— PROMPT —
Restate verbatim the span of lines below between the line with "pub struct AttachmentSort" and the line with "pub fn then(mut", including those two lines, and only that span.

[[ THE DATA open ]]

//! Query criteria and sort order over stored attachment rows.

use std::cmp::Ordering;

use chrono::{DateTime, Utc};
use vault_types::{uploader, AttachmentRecord, SignerKey, Version};

/// A condition on a single column.
#[derive(Clone, Debug, PartialEq)]
pub enum Predicate<T> {
    Equal(T),
    NotEqual(T),
    In(Vec<T>),
    NotIn(Vec<T>),
    GreaterThan(T),
    GreaterThanOrEqual(T),
    LessThan(T),
    LessThanOrEqual(T),
    /// Inclusive on both ends.
    Between(T, T),
}

impl<T: PartialOrd> Predicate<T> {
    pub fn matches(&self, value: &T) -> bool {
        match self {
            Self::Equal(v) => value == v,
            Self::NotEqual(v) => value != v,
            Self::In(vs) => vs.contains(value),
            Self::NotIn(vs) => !vs.contains(value),
            Self::GreaterThan(v) => value > v,
            Self::GreaterThanOrEqual(v) => value >= v,
            Self::LessThan(v) => value < v,
            Self::LessThanOrEqual(v) => value <= v,
            Self::Between(lo, hi) => value >= lo && value <= hi,
        }
    }

    /// Matches a nullable column; absent values only match negative conditions.
    fn matches_option(&self, value: Option<&T>) -> bool {
        match value {
            Some(v) => self.matches(v),
            None => matches!(self, Self::NotEqual(_) | Self::NotIn(_)),
        }
    }
}

/// Conditions combined with AND. Unset fields match everything.
#[derive(Clone, Debug, Default, PartialEq)]
pub struct AttachmentQuery {
    pub uploader: Option<Predicate<String>>,
    pub filename: Option<Predicate<String>>,
    pub inserted_at: Option<Predicate<DateTime<Utc>>>,
    /// Matches if any of the attachment's contract class names satisfies it.
    pub contract_class_name: Option<Predicate<String>>,
    /// Matches if any of the attachment's signers satisfies it.
    pub signer: Option<Predicate<SignerKey>>,
    pub is_signed: Option<bool>,
    pub version: Option<Predicate<Version>>,
}

impl AttachmentQuery {
    pub fn new() -> Self {
        Self::default()
    }

    pub fn uploader(mut self, predicate: Predicate<String>) -> Self {
        self.uploader = Some(predicate);
        self
    }

    /// Restrict to the trusted uploader set.
    pub fn trusted_only(self) -> Self {
        self.uploader(Predicate::In(
            uploader::TRUSTED_UPLOADERS.iter().map(|s| s.to_string()).collect(),
        ))
    }

    pub fn filename(mut self, predicate: Predicate<String>) -> Self {
        self.filename = Some(predicate);
        self
    }

    pub fn inserted_at(mut self, predicate: Predicate<DateTime<Utc>>) -> Self {
        self.inserted_at = Some(predicate);
        self
    }

    pub fn contract_class_name(mut self, predicate: Predicate<String>) -> Self {
        self.contract_class_name = Some(predicate);
        self
    }

    pub fn signer(mut self, predicate: Predicate<SignerKey>) -> Self {
        self.signer = Some(predicate);
        self
    }

    pub fn signed(mut self, is_signed: bool) -> Self {
        self.is_signed = Some(is_signed);
        self
    }

    pub fn version(mut self, predicate: Predicate<Version>) -> Self {
        self.version = Some(predicate);
        self
    }

    pub fn matches(&self, record: &AttachmentRecord) -> bool {
        if let Some(p) = &self.uploader {
            if !p.matches_option(record.uploader.as_ref()) {
                return false;
            }
        }
        if let Some(p) = &self.filename {
            if !p.matches_option(record.filename.as_ref()) {
                return false;
            }
        }
        if let Some(p) = &self.inserted_at {
            if !p.matches(&record.inserted_at) {
                return false;
            }
        }
        if let Some(p) = &self.contract_class_name {
            if !record.contract_class_names.iter().any(|n| p.matches(n)) {
                return false;
            }
        }
        if let Some(p) = &self.signer {
            if !record.signers.iter().any(|s| p.matches(s)) {
                return false;
            }
        }
        if let Some(signed) = self.is_signed {
            if record.is_signed() != signed {
                return false;
            }
        }
        if let Some(p) = &self.version {
            if !p.matches(&record.version) {
                return false;
            }
        }
        true
    }
}

#[derive(Clone, Copy, Debug, PartialEq, Eq)]
pub enum SortAttribute {
    Version,
    InsertionDate,
    Uploader,
    Filename,
    Id,
}

#[derive(Clone, Copy, Debug, Default, PartialEq, Eq)]
pub enum Direction {
    #[default]
    Ascending,
    Descending,
}

/// Sort columns applied left to right.
#[derive(Clone, Debug, Default, PartialEq, Eq)]
pub struct AttachmentSort {
    pub columns: Vec<(SortAttribute, Direction)>,
}

impl AttachmentSort {
    pub fn by(attribute: SortAttribute, direction: Direction) -> Self {
        Self {
            columns: vec![(attribute, direction)],
        }
    }

    pub fn then(mut self, attribute: SortAttribute, direction: Direction) -> Self {
        self.columns.push((attribute, direction));
        self
    }

    /// Newest version first, most recently inserted first within a version.
    pub fn latest_first() -> Self {
        Self::by(SortAttribute::Version, Direction::Descending)
            .then(SortAttribute::InsertionDate, Direction::Descending)
    }

    pub fn compare(&self, a: &AttachmentRecord, b: &AttachmentRecord) -> Ordering {
        for (attribute, direction) in &self.columns {
            let ordering = match attribute {
                SortAttribute::Version => a.version.cmp(&b.version),
                SortAttribute::InsertionDate => a.inserted_at.cmp(&b.inserted_at),
                SortAttribute::Uploader => a.uploader.cmp(&b.uploader),
                SortAttribute::Filename => a.filename.cmp(&b.filename),
                SortAttribute::Id => a.id.cmp(&b.id),
            };
            let ordering = match direction {
                Direction::Ascending => ordering,
                Direction::Descending => ordering.reverse(),
            };
            if ordering != Ordering::Equal {
                return ordering;
            }
        }
        Ordering::Equal
    }
}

[[ THE DATA closed ]]

— TASK SOLUTION —
pub struct AttachmentSort {
    pub columns: Vec<(SortAttribute, Direction)>,
}

impl AttachmentSort {
    pub fn by(attribute: SortAttribute, direction: Direction) -> Self {
        Self {
            columns: vec![(attribute, direction)],
        }
    }

    pub fn then(mut self, attribute: SortAttribute, direction: Direction) -> Self {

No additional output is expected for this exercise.